Besides Standard German, Low Saxon dialects (Schleswigsch) are spoken, as well as Danish (Standard Danish or South Schleswig Danish) and its South Jutlandic variant, plus North Frisian in the west. Danish and North Frisian are official minority languages. Many of the inhabitants who speak only German and not Danish do not consider the region any different from the rest of Schleswig-Holstein.
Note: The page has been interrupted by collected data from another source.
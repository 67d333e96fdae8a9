//! A millisecond sender clock.
//! 毫秒级发送方时钟。

use tokio::time::Instant;

/// Milliseconds elapsed since the clock was created. Built on tokio's clock,
/// so it follows `tokio::time::pause` in tests.
///
/// 自时钟创建以来经过的毫秒数。基于 tokio 时钟，测试中会遵循 `tokio::time::pause`。
#[derive(Debug, Clone, Copy)]
pub struct SenderClock {
    origin: Instant,
}

impl SenderClock {
    pub fn new() -> Self {
        Self {
            origin: Instant::now(),
        }
    }

    pub fn now_ms(&self) -> u64 {
        u64::try_from(self.origin.elapsed().as_millis()).unwrap_or(u64::MAX)
    }
}

impl Default for SenderClock {
    fn default() -> Self {
        Self::new()
    }
}

#[cfg(test)]
mod tests {
    use super::*;
    use std::time::Duration;

    #[tokio::test(start_paused = true)]
    async fn test_clock_follows_tokio_time() {
        let clock = SenderClock::new();
        assert_eq!(clock.now_ms(), 0);

        tokio::time::advance(Duration::from_millis(250)).await;
        assert_eq!(clock.now_ms(), 250);

        tokio::time::sleep(Duration::from_secs(2)).await;
        assert_eq!(clock.now_ms(), 2_250);
    }
}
This notion is disputed by those defining themselves as Danes, South Schleswigans or Schleswigans, particularly historians and people organised in the institutions of the Danish minority of Southern Schleswig, such as the South Schleswig Voter Federation, a political party representing the Danish and North Frisian minorities in the Landtag of Schleswig-Holstein and exempted from the 5% electoral threshold. Many of the last names found in the region are very often of Scandinavian or Danish form, with the -sen endings like Petersen.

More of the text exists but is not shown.